● **BRIEF**: Here are some records. Repeat them all exactly.
MATERIAL FOR THIS TASK: Begin
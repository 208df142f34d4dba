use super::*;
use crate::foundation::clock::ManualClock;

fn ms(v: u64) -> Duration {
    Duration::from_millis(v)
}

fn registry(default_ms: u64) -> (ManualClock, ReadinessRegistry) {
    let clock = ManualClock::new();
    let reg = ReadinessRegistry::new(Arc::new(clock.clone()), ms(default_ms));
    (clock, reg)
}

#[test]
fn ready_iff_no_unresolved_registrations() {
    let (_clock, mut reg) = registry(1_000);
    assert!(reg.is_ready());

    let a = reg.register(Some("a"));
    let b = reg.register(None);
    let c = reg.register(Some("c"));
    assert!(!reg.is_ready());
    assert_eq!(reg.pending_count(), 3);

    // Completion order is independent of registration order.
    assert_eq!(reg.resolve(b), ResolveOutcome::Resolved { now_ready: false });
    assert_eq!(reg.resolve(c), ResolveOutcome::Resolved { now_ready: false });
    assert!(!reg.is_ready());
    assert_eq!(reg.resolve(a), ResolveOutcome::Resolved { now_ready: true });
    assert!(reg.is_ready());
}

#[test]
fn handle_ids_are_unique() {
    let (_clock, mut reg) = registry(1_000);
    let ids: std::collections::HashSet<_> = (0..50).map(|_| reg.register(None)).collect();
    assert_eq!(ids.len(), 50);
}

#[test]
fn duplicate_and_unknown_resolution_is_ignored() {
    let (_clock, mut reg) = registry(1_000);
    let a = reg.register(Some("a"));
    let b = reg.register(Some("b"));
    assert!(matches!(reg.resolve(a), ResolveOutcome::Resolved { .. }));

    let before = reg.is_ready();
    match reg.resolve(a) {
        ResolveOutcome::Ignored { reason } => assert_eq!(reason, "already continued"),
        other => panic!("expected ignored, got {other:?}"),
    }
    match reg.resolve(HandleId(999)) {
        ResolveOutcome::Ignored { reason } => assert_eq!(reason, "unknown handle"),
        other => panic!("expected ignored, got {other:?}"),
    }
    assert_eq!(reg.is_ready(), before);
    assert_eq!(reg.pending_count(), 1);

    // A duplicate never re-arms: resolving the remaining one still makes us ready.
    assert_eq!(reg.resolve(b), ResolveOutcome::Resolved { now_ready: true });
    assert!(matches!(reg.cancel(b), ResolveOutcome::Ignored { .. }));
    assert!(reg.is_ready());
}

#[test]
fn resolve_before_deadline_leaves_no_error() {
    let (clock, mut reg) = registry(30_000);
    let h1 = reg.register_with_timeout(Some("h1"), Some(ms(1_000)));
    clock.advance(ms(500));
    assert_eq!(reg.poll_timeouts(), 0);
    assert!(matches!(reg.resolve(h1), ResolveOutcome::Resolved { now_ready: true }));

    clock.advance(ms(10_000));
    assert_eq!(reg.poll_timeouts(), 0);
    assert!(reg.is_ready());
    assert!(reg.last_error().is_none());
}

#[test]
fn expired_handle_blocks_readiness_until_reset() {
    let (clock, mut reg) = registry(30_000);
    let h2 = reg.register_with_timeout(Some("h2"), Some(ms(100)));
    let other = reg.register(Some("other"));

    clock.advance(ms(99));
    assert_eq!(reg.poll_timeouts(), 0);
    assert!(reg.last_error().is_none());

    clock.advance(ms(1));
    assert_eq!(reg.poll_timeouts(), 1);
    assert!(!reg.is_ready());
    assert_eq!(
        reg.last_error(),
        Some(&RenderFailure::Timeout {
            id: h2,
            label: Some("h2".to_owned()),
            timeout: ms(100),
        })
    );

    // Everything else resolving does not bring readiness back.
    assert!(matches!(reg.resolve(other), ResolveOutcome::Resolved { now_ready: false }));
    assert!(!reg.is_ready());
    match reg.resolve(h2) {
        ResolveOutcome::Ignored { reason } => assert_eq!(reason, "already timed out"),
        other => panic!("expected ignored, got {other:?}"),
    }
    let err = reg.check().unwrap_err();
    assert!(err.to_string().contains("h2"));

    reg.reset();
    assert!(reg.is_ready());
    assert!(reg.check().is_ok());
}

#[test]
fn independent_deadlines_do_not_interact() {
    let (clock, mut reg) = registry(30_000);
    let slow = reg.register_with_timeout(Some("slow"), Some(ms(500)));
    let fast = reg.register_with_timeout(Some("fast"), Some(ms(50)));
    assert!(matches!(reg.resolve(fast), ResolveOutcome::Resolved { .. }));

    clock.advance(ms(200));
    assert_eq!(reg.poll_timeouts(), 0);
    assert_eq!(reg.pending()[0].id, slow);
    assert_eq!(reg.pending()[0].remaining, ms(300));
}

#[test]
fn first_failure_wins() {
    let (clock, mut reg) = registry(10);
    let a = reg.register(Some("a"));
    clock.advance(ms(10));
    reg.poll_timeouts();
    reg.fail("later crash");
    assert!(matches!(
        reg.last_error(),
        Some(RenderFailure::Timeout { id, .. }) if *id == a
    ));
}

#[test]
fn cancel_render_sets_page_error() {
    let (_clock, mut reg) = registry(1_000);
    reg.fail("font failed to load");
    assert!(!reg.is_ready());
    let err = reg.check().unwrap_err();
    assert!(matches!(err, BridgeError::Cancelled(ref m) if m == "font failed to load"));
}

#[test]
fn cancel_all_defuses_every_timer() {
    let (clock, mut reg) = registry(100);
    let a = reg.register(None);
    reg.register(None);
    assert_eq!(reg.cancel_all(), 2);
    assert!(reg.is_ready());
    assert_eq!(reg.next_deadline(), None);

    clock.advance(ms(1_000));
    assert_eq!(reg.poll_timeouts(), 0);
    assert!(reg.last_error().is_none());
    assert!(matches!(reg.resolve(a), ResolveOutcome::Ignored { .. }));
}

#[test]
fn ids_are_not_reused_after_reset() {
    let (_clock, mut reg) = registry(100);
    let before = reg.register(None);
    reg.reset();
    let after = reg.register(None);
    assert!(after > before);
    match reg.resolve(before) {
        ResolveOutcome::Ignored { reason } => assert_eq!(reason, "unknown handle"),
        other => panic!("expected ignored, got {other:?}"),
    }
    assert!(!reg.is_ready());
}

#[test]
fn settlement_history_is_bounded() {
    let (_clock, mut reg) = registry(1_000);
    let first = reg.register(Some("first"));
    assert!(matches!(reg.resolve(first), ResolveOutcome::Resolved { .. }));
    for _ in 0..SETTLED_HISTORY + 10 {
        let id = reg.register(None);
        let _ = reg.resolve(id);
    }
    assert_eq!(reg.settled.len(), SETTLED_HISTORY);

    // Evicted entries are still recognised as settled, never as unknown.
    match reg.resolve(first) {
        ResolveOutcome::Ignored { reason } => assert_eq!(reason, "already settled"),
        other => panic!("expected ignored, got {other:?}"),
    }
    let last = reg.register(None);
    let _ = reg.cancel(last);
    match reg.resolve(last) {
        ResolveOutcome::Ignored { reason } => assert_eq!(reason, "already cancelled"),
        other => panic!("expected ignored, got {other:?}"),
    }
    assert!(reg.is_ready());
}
MATERIAL FOR THIS TASK: End
● **YOUR SOLUTION**:
repository 208df142f34d4dba
use super::*;
use crate::foundation::clock::ManualClock;

fn ms(v: u64) -> Duration {
    Duration::from_millis(v)
}

fn registry(default_ms: u64) -> (ManualClock, ReadinessRegistry) {
    let clock = ManualClock::new();
    let reg = ReadinessRegistry::new(Arc::new(clock.clone()), ms(default_ms));
    (clock, reg)
}

#[test]
fn ready_iff_no_unresolved_registrations() {
    let (_clock, mut reg) = registry(1_000);
    assert!(reg.is_ready());

    let a = reg.register(Some("a"));
    let b = reg.register(None);
    let c = reg.register(Some("c"));
    assert!(!reg.is_ready());
    assert_eq!(reg.pending_count(), 3);

    // Completion order is independent of registration order.
    assert_eq!(reg.resolve(b), ResolveOutcome::Resolved { now_ready: false });
    assert_eq!(reg.resolve(c), ResolveOutcome::Resolved { now_ready: false });
    assert!(!reg.is_ready());
    assert_eq!(reg.resolve(a), ResolveOutcome::Resolved { now_ready: true });
    assert!(reg.is_ready());
}

#[test]
fn handle_ids_are_unique() {
    let (_clock, mut reg) = registry(1_000);
    let ids: std::collections::HashSet<_> = (0..50).map(|_| reg.register(None)).collect();
    assert_eq!(ids.len(), 50);
}

#[test]
fn duplicate_and_unknown_resolution_is_ignored() {
    let (_clock, mut reg) = registry(1_000);
    let a = reg.register(Some("a"));
    let b = reg.register(Some("b"));
    assert!(matches!(reg.resolve(a), ResolveOutcome::Resolved { .. }));

    let before = reg.is_ready();
    match reg.resolve(a) {
        ResolveOutcome::Ignored { reason } => assert_eq!(reason, "already continued"),
        other => panic!("expected ignored, got {other:?}"),
    }
    match reg.resolve(HandleId(999)) {
        ResolveOutcome::Ignored { reason } => assert_eq!(reason, "unknown handle"),
        other => panic!("expected ignored, got {other:?}"),
    }
    assert_eq!(reg.is_ready(), before);
    assert_eq!(reg.pending_count(), 1);

    // A duplicate never re-arms: resolving the remaining one still makes us ready.
    assert_eq!(reg.resolve(b), ResolveOutcome::Resolved { now_ready: true });
    assert!(matches!(reg.cancel(b), ResolveOutcome::Ignored { .. }));
    assert!(reg.is_ready());
}

#[test]
fn resolve_before_deadline_leaves_no_error() {
    let (clock, mut reg) = registry(30_000);
    let h1 = reg.register_with_timeout(Some("h1"), Some(ms(1_000)));
    clock.advance(ms(500));
    assert_eq!(reg.poll_timeouts(), 0);
    assert!(matches!(reg.resolve(h1), ResolveOutcome::Resolved { now_ready: true }));

    clock.advance(ms(10_000));
    assert_eq!(reg.poll_timeouts(), 0);
    assert!(reg.is_ready());
    assert!(reg.last_error().is_none());
}

#[test]
fn expired_handle_blocks_readiness_until_reset() {
    let (clock, mut reg) = registry(30_000);
    let h2 = reg.register_with_timeout(Some("h2"), Some(ms(100)));
    let other = reg.register(Some("other"));

    clock.advance(ms(99));
    assert_eq!(reg.poll_timeouts(), 0);
    assert!(reg.last_error().is_none());

    clock.advance(ms(1));
    assert_eq!(reg.poll_timeouts(), 1);
    assert!(!reg.is_ready());
    assert_eq!(
        reg.last_error(),
        Some(&RenderFailure::Timeout {
            id: h2,
            label: Some("h2".to_owned()),
            timeout: ms(100),
        })
    );

    // Everything else resolving does not bring readiness back.
    assert!(matches!(reg.resolve(other), ResolveOutcome::Resolved { now_ready: false }));
    assert!(!reg.is_ready());
    match reg.resolve(h2) {
        ResolveOutcome::Ignored { reason } => assert_eq!(reason, "already timed out"),
        other => panic!("expected ignored, got {other:?}"),
    }
    let err = reg.check().unwrap_err();
    assert!(err.to_string().contains("h2"));

    reg.reset();
    assert!(reg.is_ready());
    assert!(reg.check().is_ok());
}

#[test]
fn independent_deadlines_do_not_interact() {
    let (clock, mut reg) = registry(30_000);
    let slow = reg.register_with_timeout(Some("slow"), Some(ms(500)));
    let fast = reg.register_with_timeout(Some("fast"), Some(ms(50)));
    assert!(matches!(reg.resolve(fast), ResolveOutcome::Resolved { .. }));

    clock.advance(ms(200));
    assert_eq!(reg.poll_timeouts(), 0);
    assert_eq!(reg.pending()[0].id, slow);
    assert_eq!(reg.pending()[0].remaining, ms(300));
}

#[test]
fn first_failure_wins() {
    let (clock, mut reg) = registry(10);
    let a = reg.register(Some("a"));
    clock.advance(ms(10));
    reg.poll_timeouts();
    reg.fail("later crash");
    assert!(matches!(
        reg.last_error(),
        Some(RenderFailure::Timeout { id, .. }) if *id == a
    ));
}

#[test]
fn cancel_render_sets_page_error() {
    let (_clock, mut reg) = registry(1_000);
    reg.fail("font failed to load");
    assert!(!reg.is_ready());
    let err = reg.check().unwrap_err();
    assert!(matches!(err, BridgeError::Cancelled(ref m) if m == "font failed to load"));
}

#[test]
fn cancel_all_defuses_every_timer() {
    let (clock, mut reg) = registry(100);
    let a = reg.register(None);
    reg.register(None);
    assert_eq!(reg.cancel_all(), 2);
    assert!(reg.is_ready());
    assert_eq!(reg.next_deadline(), None);

    clock.advance(ms(1_000));
    assert_eq!(reg.poll_timeouts(), 0);
    assert!(reg.last_error().is_none());
    assert!(matches!(reg.resolve(a), ResolveOutcome::Ignored { .. }));
}

#[test]
fn ids_are_not_reused_after_reset() {
    let (_clock, mut reg) = registry(100);
    let before = reg.register(None);
    reg.reset();
    let after = reg.register(None);
    assert!(after > before);
    match reg.resolve(before) {
        ResolveOutcome::Ignored { reason } => assert_eq!(reason, "unknown handle"),
        other => panic!("expected ignored, got {other:?}"),
    }
    assert!(!reg.is_ready());
}

#[test]
fn settlement_history_is_bounded() {
    let (_clock, mut reg) = registry(1_000);
    let first = reg.register(Some("first"));
    assert!(matches!(reg.resolve(first), ResolveOutcome::Resolved { .. }));
    for _ in 0..SETTLED_HISTORY + 10 {
        let id = reg.register(None);
        let _ = reg.resolve(id);
    }
    assert_eq!(reg.settled.len(), SETTLED_HISTORY);

    // Evicted entries are still recognised as settled, never as unknown.
    match reg.resolve(first) {
        ResolveOutcome::Ignored { reason } => assert_eq!(reason, "already settled"),
        other => panic!("expected ignored, got {other:?}"),
    }
    let last = reg.register(None);
    let _ = reg.cancel(last);
    match reg.resolve(last) {
        ResolveOutcome::Ignored { reason } => assert_eq!(reason, "already cancelled"),
        other => panic!("expected ignored, got {other:?}"),
    }
    assert!(reg.is_ready());
}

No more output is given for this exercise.